Boys: One in six men (16.2 per cent) reported experiencing contact sexual abuse in childhood with a further one in four-teen (7.4 per cent) reporting non-contact sexual abuse. In one of every six cases of contact abuse (i.e. 2.7 per cent of all boys), the abuse involved penetrative sex — either anal or oral sex.
Lifetime Experience of Sexual Abuse and Assault
Women: More than four in ten (42 per cent) of women reported some form of sexual abuse or assault in their lifetime. The most serious form of abuse, penetrative abuse, was experienced by 10 per cent of women. Attempted penetration or contact abuse was experienced by 21 per cent, with a further 10 per cent experiencing non-contact abuse.
Men: Over a quarter of men (28 per cent) reported some form of sexual abuse or assault in their lifetime. Penetrative abuse was experienced by 3 per cent of men. Attempted penetration or contact abuse was experienced by 18 per cent, with a further 7 per cent experiencing non-contact abuse.

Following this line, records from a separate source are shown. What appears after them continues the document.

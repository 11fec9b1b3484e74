use std::{
    io::{self, Write},
    time::SystemTime,
};

use headers::{HeaderMapExt, HeaderValue};
use http::{header, Response, StatusCode, Version};

use crate::{body::Body, upgrade::UpgradeExtension};

pub(crate) const SERVER_NAME: &str = concat!("reloadserve/", env!("CARGO_PKG_VERSION"));

pub(crate) enum Outcome {
    KeepAlive,
    Upgrade(UpgradeExtension),
}

/// Writes the response head and, unless `head_only`, its body.
///
/// Responses carrying an upgrade only get their head written: the body belongs to
/// whoever takes the connection over.
pub(crate) fn write_response(
    res: Response<Body>,
    stream: &mut impl Write,
    head_only: bool,
) -> io::Result<Outcome> {
    let (mut parts, body) = res.into_parts();

    if !parts.headers.contains_key(header::SERVER) {
        parts
            .headers
            .insert(header::SERVER, HeaderValue::from_static(SERVER_NAME));
    }

    if !parts.headers.contains_key(header::DATE) {
        parts
            .headers
            .typed_insert(headers::Date::from(SystemTime::now()));
    }

    if let Some(upgrade) = parts.extensions.remove::<UpgradeExtension>() {
        write_head(parts.version, parts.status, &parts.headers, stream)?;
        return Ok(Outcome::Upgrade(upgrade));
    }

    let bodyless = parts.status.is_informational()
        || parts.status == StatusCode::NO_CONTENT
        || parts.status == StatusCode::NOT_MODIFIED;

    if !bodyless {
        parts
            .headers
            .typed_insert(headers::ContentLength(body.len()));
    }

    write_head(parts.version, parts.status, &parts.headers, stream)?;

    if !head_only && !bodyless {
        io::copy(&mut body.into_reader(), stream)?;
    }

    Ok(Outcome::KeepAlive)
}

/// A small HTML page describing an error status.
pub(crate) fn error_page(status: StatusCode, message: &str) -> http::Result<Response<Body>> {
    let code = status.as_u16();
    let reason = status.canonical_reason().unwrap_or_default();

    Response::builder()
        .status(status)
        .header(header::CONTENT_TYPE, "text/html; charset=utf-8")
        .body(Body::from(format!(
            "<!DOCTYPE HTML>\n<html lang=\"en\">\n<head>\n<meta charset=\"utf-8\">\n\
             <title>{code} {reason}</title>\n</head>\n<body>\n<h1>{code} {reason}</h1>\n\
             <p>{message}.</p>\n</body>\n</html>\n"
        )))
}

fn write_head(
    version: Version,
    status: StatusCode,
    headers: &http::HeaderMap,
    stream: &mut impl Write,
) -> io::Result<()> {
    stream.write_all(format!("{version:?} {status}\r\n").as_bytes())?;

    for (name, val) in headers.iter() {
        stream.write_all(&[format!("{name}: ").as_bytes(), val.as_bytes(), b"\r\n"].concat())?;
    }

    stream.write_all(b"\r\n")
}

/// Writes an open-ended body, one flushed piece at a time.
///
/// HTTP/1.1 bodies are framed with chunked transfer coding. HTTP/1.0 bodies are
/// written raw and end when the connection closes.
pub(crate) struct StreamWriter<W: Write> {
    inner: W,
    chunked: bool,
}

impl<W: Write> StreamWriter<W> {
    pub(crate) fn for_version(inner: W, version: Version) -> Self {
        Self {
            inner,
            chunked: version == Version::HTTP_11,
        }
    }

    pub(crate) fn get_ref(&self) -> &W {
        &self.inner
    }
}

impl<W: Write> Write for StreamWriter<W> {
    fn write(&mut self, buf: &[u8]) -> io::Result<usize> {
        if buf.is_empty() {
            return Ok(0);
        }

        if self.chunked {
            self.inner
                .write_all(format!("{:x}\r\n", buf.len()).as_bytes())?;
            self.inner.write_all(buf)?;
            self.inner.write_all(b"\r\n")?;
        } else {
            self.inner.write_all(buf)?;
        }

        self.inner.flush()?;
        Ok(buf.len())
    }

    fn flush(&mut self) -> io::Result<()> {
        self.inner.flush()
    }
}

Clearly, depending on the means of data collection, the sample studied, the definition used, the gender of the participants (and the respective stigma attaached to the particular types of abuse), together with other factors will all influenced how prevalent we consider childhood sexual abuse to be. Perhaps other, more important, questions need to be asked:
- Do we really want to know how prevalent childhood sexual abuse is?
- If we get a better grasp on how prevalent childhood sexual abuse is, what questions will we need to ask of ourselves? of the society that we are living in?

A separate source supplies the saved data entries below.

use std::{
    io,
    net::{SocketAddr, TcpListener, ToSocketAddrs},
    thread,
};

#[cfg(feature = "threadpool")]
use threadpool::ThreadPool;
use tracing::{debug, warn};

use crate::{connection::Connection, serve, App};

/// Accepts connections and runs each one on its own worker.
///
/// Workers are plain threads spawned per connection. Event streams keep their
/// worker busy for as long as the browser tab stays open, so the number of
/// workers is not capped unless a pool is asked for.
pub struct Server<'a> {
    workers: Workers,
    local_addr: Option<SocketAddr>,
    incoming: Box<dyn Iterator<Item = Connection> + Send + 'a>,
}

enum Workers {
    PerConnection,
    #[cfg(feature = "threadpool")]
    Pool(ThreadPool),
}

impl Workers {
    fn spawn<F: FnOnce() + Send + 'static>(&self, job: F) {
        match self {
            Workers::PerConnection => {
                if let Err(err) = thread::Builder::new().name("connection".into()).spawn(job) {
                    warn!(%err, "failed to spawn connection worker");
                }
            }
            #[cfg(feature = "threadpool")]
            Workers::Pool(pool) => pool.execute(job),
        }
    }
}

impl<'a> Server<'a> {
    pub fn serve<Handle>(self, app: Handle) -> io::Result<()>
    where
        Handle: App,
        Handle: Send + Clone + 'static,
    {
        for conn in self.incoming {
            let app = app.clone();
            self.workers.spawn(move || {
                let peer = conn.peer_addr();
                if let Err(err) = serve(conn, app) {
                    debug!(?peer, %err, "connection closed with error");
                }
            });
        }

        Ok(())
    }

    /// Address the listener is bound to, when there is one.
    pub fn local_addr(&self) -> Option<SocketAddr> {
        self.local_addr
    }

    pub fn builder() -> ServerBuilder {
        Default::default()
    }

    pub fn bind<A: ToSocketAddrs>(addr: A) -> Server<'static> {
        Self::builder().bind(addr)
    }

    pub fn try_bind<A: ToSocketAddrs>(addr: A) -> io::Result<Server<'static>> {
        Self::builder().try_bind(addr)
    }
}

#[derive(Default)]
pub struct ServerBuilder {
    #[cfg(feature = "threadpool")]
    max_threads: Option<usize>,
}

impl ServerBuilder {
    /// Runs connections on a pool of at most `max_threads` workers.
    ///
    /// Each open event stream holds one worker, so the pool must be larger than
    /// the number of browser tabs expected to listen for reloads.
    #[cfg(feature = "threadpool")]
    pub fn max_threads(self, max_threads: usize) -> Self {
        Self {
            max_threads: Some(max_threads),
        }
    }

    pub fn from_connections<'a, T>(self, conns: T) -> Server<'a>
    where
        T: IntoIterator<Item = Connection>,
        T::IntoIter: Send + 'a,
    {
        Server {
            workers: self.workers(),
            local_addr: None,
            incoming: Box::new(conns.into_iter()),
        }
    }

    /// Panics when the address can't be bound; see [`try_bind`](Self::try_bind).
    pub fn bind<A: ToSocketAddrs>(self, addr: A) -> Server<'static> {
        match self.try_bind(addr) {
            Ok(server) => server,
            Err(err) => panic!("failed to bind listener: {err}"),
        }
    }

    pub fn try_bind<A: ToSocketAddrs>(self, addr: A) -> io::Result<Server<'static>> {
        let listener = TcpListener::bind(addr)?;
        let local_addr = listener.local_addr().ok();
        let mut server = self.from_connections(TcpAcceptor { listener });
        server.local_addr = local_addr;
        Ok(server)
    }

    #[cfg(feature = "threadpool")]
    fn workers(&self) -> Workers {
        match self.max_threads {
            Some(max_threads) => Workers::Pool(ThreadPool::new(max_threads)),
            None => Workers::PerConnection,
        }
    }

    #[cfg(not(feature = "threadpool"))]
    fn workers(&self) -> Workers {
        Workers::PerConnection
    }
}

struct TcpAcceptor {
    listener: TcpListener,
}

impl Iterator for TcpAcceptor {
    type Item = Connection;

    fn next(&mut self) -> Option<Self::Item> {
        loop {
            match self.listener.accept() {
                Ok(conn) => return Some(conn.into()),
                Err(err) => warn!(%err, "failed to accept connection"),
            }
        }
    }
}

Those who offend against children have come from our society.
Inevitably they will return to our society, unless we follow the highly questionable (in my opinion) exaxmple of the United States.

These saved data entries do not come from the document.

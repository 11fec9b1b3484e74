use std::sync::Arc;

use http::{Method, Request, Response, StatusCode};

use crate::{
    config::Config, reload::ReloadNotifier, response::error_page, static_files::StaticFiles,
    App, Body,
};

/// Routes the reload endpoint to the [`ReloadNotifier`] and everything else to
/// the [`StaticFiles`] responder.
#[derive(Clone)]
pub struct DevServer {
    files: Arc<StaticFiles>,
    reload: Arc<ReloadNotifier>,
    reload_path: Arc<str>,
}

impl DevServer {
    pub fn new(config: &Config) -> Self {
        Self {
            files: Arc::new(StaticFiles::new(&config.root)),
            reload: Arc::new(ReloadNotifier::new(
                &config.trigger,
                config.poll_interval(),
            )),
            reload_path: config.reload_path.as_str().into(),
        }
    }
}

impl App for DevServer {
    type Error = http::Error;

    fn handle(&self, req: Request<()>) -> Result<Response<Body>, Self::Error> {
        match req.method() {
            &Method::GET if req.uri().path() == &*self.reload_path => self.reload.respond(&req),
            &Method::GET | &Method::HEAD => self.files.respond(&req),
            method => error_page(
                StatusCode::NOT_IMPLEMENTED,
                &format!("Unsupported method ('{method}')"),
            ),
        }
    }
}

Will they be enabled to have a stake in making sure we are all living in a safer society?
Let me leave you with some material for further consideration:
"It is very tempting to take the side of the perpetrator. All the perpetrator asks is that the bystander do nothing. He appeals to the universal desire to see, hear and speak no evil. The victim, on the contrary, asks the bystander to share the burden of pain. The victim demands action, engagement and remembering."Judith Herman (the originator of the term "Complex PTSD", 1982)
Preventing Sex-Offender Recidivism Through Therapeutic Jurisprudence Approaches and Specialized Community Integration
As Ken Clearwater, National Manager of New Zealand's Male Survivors of Sexual Abuse Trust, acknowledges:
"In fact, we don't know what the real prevalence of sexual abuse during childhood really is, especially for males. We DO know that both men and women, but perhaps especially men, are reluctant, often extremely reluctant, to disclose their experience of being sexually abused. Many men experience shame as a result of their abuse and other forms of stigma are also quite common. Most (over 90%) will not disclose it, even when being interviewed in a psychiatric setting, unless they are specifically asked about it. However, we believe the prevalence is something like what has been found in Canada -- about one in four -- but it could well be higher. We just don't know for sure."